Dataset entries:
//! Typed Rust client for the Compute Engine instances API.
//!
//! Covers the subset needed for managing test-network VMs:
//! instances (insert, get, delete, aggregated list) and zone operations.

mod types;

pub use types::*;

const BASE_URL: &str = "https://compute.googleapis.com/compute/v1";

#[derive(Debug, thiserror::Error)]
pub enum Error {
    #[error("compute api request failed: {0}")]
    Request(#[from] reqwest::Error),

    #[error("compute api {endpoint} returned {status}: {body}")]
    Api {
        endpoint: &'static str,
        status: reqwest::StatusCode,
        body: String,
    },

    #[error("compute operation {operation} failed: {message}")]
    Operation { operation: String, message: String },
}

impl Error {
    /// HTTP status of an API error, if this is one.
    pub fn status(&self) -> Option<reqwest::StatusCode> {
        match self {
            Self::Api { status, .. } => Some(*status),
            Self::Request(e) => e.status(),
            Self::Operation { .. } => None,
        }
    }
}

pub type Result<T> = std::result::Result<T, Error>;

/// Client for the Compute Engine REST API, scoped to one project.
#[derive(Clone)]
pub struct GceClient {
    token: String,
    project: String,
    http: reqwest::Client,
}

impl GceClient {
    pub fn new(token: impl Into<String>, project: impl Into<String>) -> Self {
        Self {
            token: token.into(),
            project: project.into(),
            http: reqwest::Client::new(),
        }
    }

    pub fn project(&self) -> &str {
        &self.project
    }

    fn url(&self, path: &str) -> String {
        format!("{BASE_URL}/projects/{}{path}", self.project)
    }

    fn auth(&self) -> String {
        format!("Bearer {}", self.token)
    }

    async fn check(resp: reqwest::Response, endpoint: &'static str) -> Result<reqwest::Response> {
        let status = resp.status();
        if !status.is_success() {
            let body = resp.text().await.unwrap_or_default();
            return Err(Error::Api { endpoint, status, body });
        }
        Ok(resp)
    }

    // ── Instances ────────────────────────────────────────────────────

    /// Start an instance insert. The returned operation is usually still running.
    pub async fn insert_instance(&self, zone: &str, req: &InsertInstanceRequest) -> Result<Operation> {
        let resp = self
            .http
            .post(self.url(&format!("/zones/{zone}/instances")))
            .header("Authorization", self.auth())
            .json(req)
            .send()
            .await?;

        Self::check(resp, "insert instance")
            .await?
            .json()
            .await
            .map_err(Error::from)
    }

    pub async fn get_instance(&self, zone: &str, name: &str) -> Result<Instance> {
        let resp = self
            .http
            .get(self.url(&format!("/zones/{zone}/instances/{name}")))
            .header("Authorization", self.auth())
            .send()
            .await?;

        Self::check(resp, "get instance")
            .await?
            .json()
            .await
            .map_err(Error::from)
    }

    /// Delete an instance. Returns `None` when the instance does not exist.
    pub async fn delete_instance(&self, zone: &str, name: &str) -> Result<Option<Operation>> {
        let resp = self
            .http
            .delete(self.url(&format!("/zones/{zone}/instances/{name}")))
            .header("Authorization", self.auth())
            .send()
            .await?;

        if resp.status() == reqwest::StatusCode::NOT_FOUND {
            return Ok(None);
        }

        let op = Self::check(resp, "delete instance").await?.json().await?;
        Ok(Some(op))
    }

    /// List instances across all zones matching `filter`, following pagination.
    pub async fn aggregated_instances(&self, filter: &str) -> Result<Vec<Instance>> {
        let mut instances = Vec::new();
        let mut page_token: Option<String> = None;

        loop {
            let mut query: Vec<(&str, String)> = vec![
                ("filter", filter.to_string()),
                ("returnPartialSuccess", "true".into()),
            ];
            if let Some(t) = &page_token {
                query.push(("pageToken", t.clone()));
            }

            let resp = self
                .http
                .get(self.url("/aggregated/instances"))
                .header("Authorization", self.auth())
                .query(&query)
                .send()
                .await?;

            let page: AggregatedInstanceList =
                Self::check(resp, "list instances").await?.json().await?;

            instances.extend(page.items.into_values().flat_map(|scoped| scoped.instances));

            match page.next_page_token {
                Some(t) if !t.is_empty() => page_token = Some(t),
                _ => break,
            }
        }

        Ok(instances)
    }

    // ── Operations ───────────────────────────────────────────────────

    /// Block (server side, up to ~2 minutes) until the operation is done or the
    /// wait deadline passes. Callers loop until [`Operation::is_done`].
    pub async fn wait_zone_operation(&self, zone: &str, operation: &str) -> Result<Operation> {
        let resp = self
            .http
            .post(self.url(&format!("/zones/{zone}/operations/{operation}/wait")))
            .header("Authorization", self.auth())
            .send()
            .await?;

        Self::check(resp, "wait operation")
            .await?
            .json()
            .await
            .map_err(Error::from)
    }

    /// Wait for an operation to finish and surface its error, if any.
    pub async fn wait_until_done(&self, zone: &str, mut op: Operation) -> Result<Operation> {
        while !op.is_done() {
            op = self.wait_zone_operation(zone, &op.name).await?;
        }

        if let Some(message) = op.error_message() {
            return Err(Error::Operation {
                operation: op.name,
                message,
            });
        }

        Ok(op)
    }
}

Task to complete: In this exercise, the data above is to be printed exactly.

Worked solution:
//! Typed Rust client for the Compute Engine instances API.
//!
//! Covers the subset needed for managing test-network VMs:
//! instances (insert, get, delete, aggregated list) and zone operations.

mod types;

pub use types::*;

const BASE_URL: &str = "https://compute.googleapis.com/compute/v1";

#[derive(Debug, thiserror::Error)]
pub enum Error {
    #[error("compute api request failed: {0}")]
    Request(#[from] reqwest::Error),

    #[error("compute api {endpoint} returned {status}: {body}")]
    Api {
        endpoint: &'static str,
        status: reqwest::StatusCode,
        body: String,
    },

    #[error("compute operation {operation} failed: {message}")]
    Operation { operation: String, message: String },
}

impl Error {
    /// HTTP status of an API error, if this is one.
    pub fn status(&self) -> Option<reqwest::StatusCode> {
        match self {
            Self::Api { status, .. } => Some(*status),
            Self::Request(e) => e.status(),
            Self::Operation { .. } => None,
        }
    }
}

pub type Result<T> = std::result::Result<T, Error>;

/// Client for the Compute Engine REST API, scoped to one project.
#[derive(Clone)]
pub struct GceClient {
    token: String,
    project: String,
    http: reqwest::Client,
}

impl GceClient {
    pub fn new(token: impl Into<String>, project: impl Into<String>) -> Self {
        Self {
            token: token.into(),
            project: project.into(),
            http: reqwest::Client::new(),
        }
    }

    pub fn project(&self) -> &str {
        &self.project
    }

    fn url(&self, path: &str) -> String {
        format!("{BASE_URL}/projects/{}{path}", self.project)
    }

    fn auth(&self) -> String {
        format!("Bearer {}", self.token)
    }

    async fn check(resp: reqwest::Response, endpoint: &'static str) -> Result<reqwest::Response> {
        let status = resp.status();
        if !status.is_success() {
            let body = resp.text().await.unwrap_or_default();
            return Err(Error::Api { endpoint, status, body });
        }
        Ok(resp)
    }

    // ── Instances ────────────────────────────────────────────────────

    /// Start an instance insert. The returned operation is usually still running.
    pub async fn insert_instance(&self, zone: &str, req: &InsertInstanceRequest) -> Result<Operation> {
        let resp = self
            .http
            .post(self.url(&format!("/zones/{zone}/instances")))
            .header("Authorization", self.auth())
            .json(req)
            .send()
            .await?;

        Self::check(resp, "insert instance")
            .await?
            .json()
            .await
            .map_err(Error::from)
    }

    pub async fn get_instance(&self, zone: &str, name: &str) -> Result<Instance> {
        let resp = self
            .http
            .get(self.url(&format!("/zones/{zone}/instances/{name}")))
            .header("Authorization", self.auth())
            .send()
            .await?;

        Self::check(resp, "get instance")
            .await?
            .json()
            .await
            .map_err(Error::from)
    }

    /// Delete an instance. Returns `None` when the instance does not exist.
    pub async fn delete_instance(&self, zone: &str, name: &str) -> Result<Option<Operation>> {
        let resp = self
            .http
            .delete(self.url(&format!("/zones/{zone}/instances/{name}")))
            .header("Authorization", self.auth())
            .send()
            .await?;

        if resp.status() == reqwest::StatusCode::NOT_FOUND {
            return Ok(None);
        }

        let op = Self::check(resp, "delete instance").await?.json().await?;
        Ok(Some(op))
    }

    /// List instances across all zones matching `filter`, following pagination.
    pub async fn aggregated_instances(&self, filter: &str) -> Result<Vec<Instance>> {
        let mut instances = Vec::new();
        let mut page_token: Option<String> = None;

        loop {
            let mut query: Vec<(&str, String)> = vec![
                ("filter", filter.to_string()),
                ("returnPartialSuccess", "true".into()),
            ];
            if let Some(t) = &page_token {
                query.push(("pageToken", t.clone()));
            }

            let resp = self
                .http
                .get(self.url("/aggregated/instances"))
                .header("Authorization", self.auth())
                .query(&query)
                .send()
                .await?;

            let page: AggregatedInstanceList =
                Self::check(resp, "list instances").await?.json().await?;

            instances.extend(page.items.into_values().flat_map(|scoped| scoped.instances));

            match page.next_page_token {
                Some(t) if !t.is_empty() => page_token = Some(t),
                _ => break,
            }
        }

        Ok(instances)
    }

    // ── Operations ───────────────────────────────────────────────────

    /// Block (server side, up to ~2 minutes) until the operation is done or the
    /// wait deadline passes. Callers loop until [`Operation::is_done`].
    pub async fn wait_zone_operation(&self, zone: &str, operation: &str) -> Result<Operation> {
        let resp = self
            .http
            .post(self.url(&format!("/zones/{zone}/operations/{operation}/wait")))
            .header("Authorization", self.auth())
            .send()
            .await?;

        Self::check(resp, "wait operation")
            .await?
            .json()
            .await
            .map_err(Error::from)
    }

    /// Wait for an operation to finish and surface its error, if any.
    pub async fn wait_until_done(&self, zone: &str, mut op: Operation) -> Result<Operation> {
        while !op.is_done() {
            op = self.wait_zone_operation(zone, &op.name).await?;
        }

        if let Some(message) = op.error_message() {
            return Err(Error::Operation {
                operation: op.name,
                message,
            });
        }

        Ok(op)
    }
}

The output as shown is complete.